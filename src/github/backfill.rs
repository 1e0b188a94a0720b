//! Backfill conversion from published GitHub releases
//!
//! Reconstructs feed records for versions released before the feed
//! existed. Drafts and prereleases are skipped, as are releases with
//! no tag, no publish date, or no qualifying assets. Assets must be
//! named `{product}-{platform}.tar.gz` or `.zip` to qualify.

use anyhow::Result;

use crate::domain::{archive_format_for, platform_for, Artifact, Checksum, Product, Release};

use super::client::{GhAsset, GhRelease, GithubClient};

/// Converts API releases into feed records, newest first
pub fn convert_releases(releases: &[GhRelease], product: &Product) -> Vec<Release> {
    let mut converted: Vec<Release> = releases
        .iter()
        .filter_map(|gh| convert_release(gh, product))
        .collect();

    converted.sort_by(|a, b| b.date.cmp(&a.date));
    converted
}

/// Replaces checksum URLs with inline digests, hashing the asset
/// itself when no checksum file is published
pub fn resolve_checksums(client: &GithubClient, release: &mut Release) -> Result<()> {
    for artifact in &mut release.artifacts {
        if let Checksum::Url(url) = &artifact.sha256 {
            let digest = match client.try_fetch_digest(url)? {
                Some(digest) => digest,
                None => client.digest_asset(&artifact.url)?,
            };
            artifact.sha256 = Checksum::Digest(digest);
        }
    }
    Ok(())
}

fn convert_release(gh: &GhRelease, product: &Product) -> Option<Release> {
    if gh.draft || gh.prerelease {
        return None;
    }

    let tag = gh.tag_name.as_deref()?;
    let version = tag.parse().ok()?;
    let date = gh.published_at?;

    let mut artifacts: Vec<Artifact> = Vec::new();
    for asset in &gh.assets {
        if let Some(artifact) = convert_asset(asset, &gh.assets, product) {
            // The first asset wins if a release somehow publishes two
            // archives for the same platform
            if !artifacts.iter().any(|a| a.key() == artifact.key()) {
                artifacts.push(artifact);
            }
        }
    }

    if artifacts.is_empty() {
        return None;
    }

    let mut release = Release::new(version, date, artifacts);
    release.sort_artifacts();
    Some(release)
}

fn convert_asset(asset: &GhAsset, siblings: &[GhAsset], product: &Product) -> Option<Artifact> {
    let platform = platform_for(&asset.name, product)?;

    Some(Artifact {
        platform,
        variant: None,
        url: asset.browser_download_url.clone(),
        archive_format: archive_format_for(&asset.name).to_string(),
        sha256: asset_checksum(asset, siblings),
    })
}

/// Checksum reference for an asset: an API-reported digest when
/// present, else the sibling checksum asset, else the conventional
/// `{url}.sha256`
fn asset_checksum(asset: &GhAsset, siblings: &[GhAsset]) -> Checksum {
    if let Some(digest) = asset.digest.as_deref().and_then(|d| d.strip_prefix("sha256:")) {
        if !digest.is_empty() && digest.chars().all(|c| c.is_ascii_hexdigit()) {
            return Checksum::Digest(digest.to_ascii_lowercase());
        }
    }

    let checksum_name = format!("{}.sha256", asset.name);
    if let Some(sibling) = siblings.iter().find(|s| s.name == checksum_name) {
        return Checksum::Url(sibling.browser_download_url.clone());
    }

    Checksum::Url(format!("{}.sha256", asset.browser_download_url))
}

#[cfg(test)]
mod tests {
    use super::*;

    fn asset(name: &str) -> GhAsset {
        GhAsset {
            name: name.to_string(),
            browser_download_url: format!("https://github.test/dl/{}", name),
            digest: None,
        }
    }

    fn gh_release(tag: &str, date: &str, assets: Vec<GhAsset>) -> GhRelease {
        GhRelease {
            tag_name: Some(tag.to_string()),
            draft: false,
            prerelease: false,
            published_at: Some(date.parse().unwrap()),
            assets,
        }
    }

    fn uv() -> Product {
        "uv".parse().unwrap()
    }

    #[test]
    fn converts_a_plain_release() {
        let gh = gh_release(
            "0.4.0",
            "2024-08-01T10:00:00Z",
            vec![
                asset("uv-x86_64-unknown-linux-gnu.tar.gz"),
                asset("uv-x86_64-pc-windows-msvc.zip"),
            ],
        );

        let releases = convert_releases(&[gh], &uv());
        assert_eq!(releases.len(), 1);

        let release = &releases[0];
        assert_eq!(release.version.as_str(), "0.4.0");
        assert_eq!(release.artifacts.len(), 2);
        // Sorted by platform
        assert_eq!(release.artifacts[0].platform, "x86_64-pc-windows-msvc");
        assert_eq!(release.artifacts[0].archive_format, "zip");
        assert_eq!(release.artifacts[1].platform, "x86_64-unknown-linux-gnu");
        assert_eq!(release.artifacts[1].archive_format, "tar.gz");
    }

    #[test]
    fn skips_drafts_and_prereleases() {
        let mut draft = gh_release("1.0.0", "2024-08-01T10:00:00Z", vec![asset("uv-x.tar.gz")]);
        draft.draft = true;
        let mut pre = gh_release("1.1.0", "2024-08-02T10:00:00Z", vec![asset("uv-x.tar.gz")]);
        pre.prerelease = true;

        assert!(convert_releases(&[draft, pre], &uv()).is_empty());
    }

    #[test]
    fn skips_untagged_and_undated_releases() {
        let mut untagged = gh_release("1.0.0", "2024-08-01T10:00:00Z", vec![asset("uv-x.tar.gz")]);
        untagged.tag_name = None;
        let mut undated = gh_release("1.1.0", "2024-08-02T10:00:00Z", vec![asset("uv-x.tar.gz")]);
        undated.published_at = None;

        assert!(convert_releases(&[untagged, undated], &uv()).is_empty());
    }

    #[test]
    fn skips_releases_with_no_qualifying_assets() {
        let gh = gh_release(
            "1.0.0",
            "2024-08-01T10:00:00Z",
            vec![
                asset("source.tar.gz"),
                asset("uv-installer.sh"),
                asset("uv-x86.tar.gz.sha256"),
                asset("other-tool-x86.tar.gz"),
            ],
        );

        assert!(convert_releases(&[gh], &uv()).is_empty());
    }

    #[test]
    fn checksum_defaults_to_url_convention() {
        let gh = gh_release("1.0.0", "2024-08-01T10:00:00Z", vec![asset("uv-x86.tar.gz")]);

        let releases = convert_releases(&[gh], &uv());
        let sha256 = &releases[0].artifacts[0].sha256;
        assert!(sha256.is_url());
        assert_eq!(sha256.as_str(), "https://github.test/dl/uv-x86.tar.gz.sha256");
    }

    #[test]
    fn checksum_prefers_sibling_asset_url() {
        let mut sibling = asset("uv-x86.tar.gz.sha256");
        sibling.browser_download_url = "https://cdn.test/uv-x86.tar.gz.sha256".to_string();
        let gh = gh_release(
            "1.0.0",
            "2024-08-01T10:00:00Z",
            vec![asset("uv-x86.tar.gz"), sibling],
        );

        let releases = convert_releases(&[gh], &uv());
        assert_eq!(
            releases[0].artifacts[0].sha256.as_str(),
            "https://cdn.test/uv-x86.tar.gz.sha256"
        );
    }

    #[test]
    fn checksum_prefers_api_digest_over_everything() {
        let mut archive = asset("uv-x86.tar.gz");
        archive.digest = Some("sha256:ABCDEF0123".to_string());
        let gh = gh_release(
            "1.0.0",
            "2024-08-01T10:00:00Z",
            vec![archive, asset("uv-x86.tar.gz.sha256")],
        );

        let releases = convert_releases(&[gh], &uv());
        assert_eq!(
            releases[0].artifacts[0].sha256,
            Checksum::Digest("abcdef0123".to_string())
        );
    }

    #[test]
    fn malformed_api_digest_falls_through() {
        let mut archive = asset("uv-x86.tar.gz");
        archive.digest = Some("md5:abc".to_string());
        let gh = gh_release("1.0.0", "2024-08-01T10:00:00Z", vec![archive]);

        let releases = convert_releases(&[gh], &uv());
        assert!(releases[0].artifacts[0].sha256.is_url());
    }

    #[test]
    fn duplicate_platform_assets_keep_the_first() {
        let gh = gh_release(
            "1.0.0",
            "2024-08-01T10:00:00Z",
            vec![asset("uv-x86.tar.gz"), asset("uv-x86.zip")],
        );

        let releases = convert_releases(&[gh], &uv());
        assert_eq!(releases[0].artifacts.len(), 1);
        assert_eq!(releases[0].artifacts[0].archive_format, "tar.gz");
    }

    #[test]
    fn orders_newest_first() {
        let old = gh_release("1.0.0", "2024-01-01T00:00:00Z", vec![asset("uv-x.tar.gz")]);
        let new = gh_release("1.1.0", "2024-06-01T00:00:00Z", vec![asset("uv-x.tar.gz")]);

        let releases = convert_releases(&[old, new], &uv());
        let versions: Vec<_> = releases.iter().map(|r| r.version.as_str()).collect();
        assert_eq!(versions, vec!["1.1.0", "1.0.0"]);
    }
}
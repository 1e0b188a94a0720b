//! Main CLI application structure

use anyhow::Result;
use clap::{Parser, Subcommand};
use std::path::PathBuf;

use super::output::{Output, OutputFormat};
use super::{backfill, publish};
use crate::storage::Store;

#[derive(Parser)]
#[command(name = "versions")]
#[command(author, version, about = "Append-only release feeds for product download metadata")]
#[command(propagate_version = true)]
pub struct Cli {
    /// Output format
    #[arg(long, short = 'f', global = true, default_value = "text")]
    pub format: OutputFormat,

    /// Enable verbose output for debugging
    #[arg(long, short = 'v', global = true)]
    pub verbose: bool,

    /// Store directory (default: discovered from the current directory upward)
    #[arg(long, global = true, env = "VERSIONS_STORE")]
    pub store: Option<PathBuf>,

    #[command(subcommand)]
    pub command: Commands,
}

#[derive(Subcommand)]
pub enum Commands {
    /// Initialize a new versions store
    Init {
        /// Path to initialize (defaults to current directory)
        #[arg(default_value = ".")]
        path: String,
    },

    /// Publish a release into a product feed
    Publish {
        /// Manifest or payload file (defaults to stdin)
        file: Option<PathBuf>,

        /// Input format
        #[arg(long, default_value = "dist")]
        input: publish::InputFormat,

        /// Product feed to write (defaults to the manifest's first app)
        #[arg(long, short)]
        product: Option<String>,

        /// GitHub repository as OWNER/REPO for download URLs
        #[arg(long)]
        github: Option<String>,
    },

    /// Backfill a product feed from its published GitHub releases
    Backfill {
        /// Product name (e.g. 'uv', 'ruff')
        product: String,

        /// GitHub repository as OWNER/REPO (default: configured owner + product)
        #[arg(long)]
        github: Option<String>,

        /// Replace checksum URLs with digests by fetching checksum files
        #[arg(long)]
        fetch_checksums: bool,
    },
}

/// Main entry point for the CLI
pub fn run() -> Result<()> {
    let cli = Cli::parse();
    let output = Output::new(cli.format, cli.verbose);

    output.verbose("Versions CLI starting");

    match cli.command {
        Commands::Init { path } => {
            output.verbose_ctx("init", &format!("Initializing store at: {}", path));
            let store = Store::init(&path)?;
            output.verbose_ctx(
                "init",
                &format!("Created feed directory at: {}", store.feed_dir().display()),
            );
            output.success(&format!(
                "Initialized versions store at {}",
                store.root().display()
            ));
        }

        Commands::Publish {
            file,
            input,
            product,
            github,
        } => publish::run(
            &output,
            cli.store.as_deref(),
            file.as_deref(),
            input,
            product.as_deref(),
            github.as_deref(),
        )?,

        Commands::Backfill {
            product,
            github,
            fetch_checksums,
        } => backfill::run(
            &output,
            cli.store.as_deref(),
            &product,
            github.as_deref(),
            fetch_checksums,
        )?,
    }

    output.verbose("Command completed successfully");
    Ok(())
}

------------------------------------------------

#### Assignment
Could you please copy the lines of the listing above exactly, from its first line through the line bearing "records, newest first", and nothing more?

#### Answer box
filename src/github/backfill.rs
repository 1e0b188a94a0720b
//! Backfill conversion from published GitHub releases
//!
//! Reconstructs feed records for versions released before the feed
//! existed. Drafts and prereleases are skipped, as are releases with
//! no tag, no publish date, or no qualifying assets. Assets must be
//! named `{product}-{platform}.tar.gz` or `.zip` to qualify.

use anyhow::Result;

use crate::domain::{archive_format_for, platform_for, Artifact, Checksum, Product, Release};

use super::client::{GhAsset, GhRelease, GithubClient};

/// Converts API releases into feed records, newest first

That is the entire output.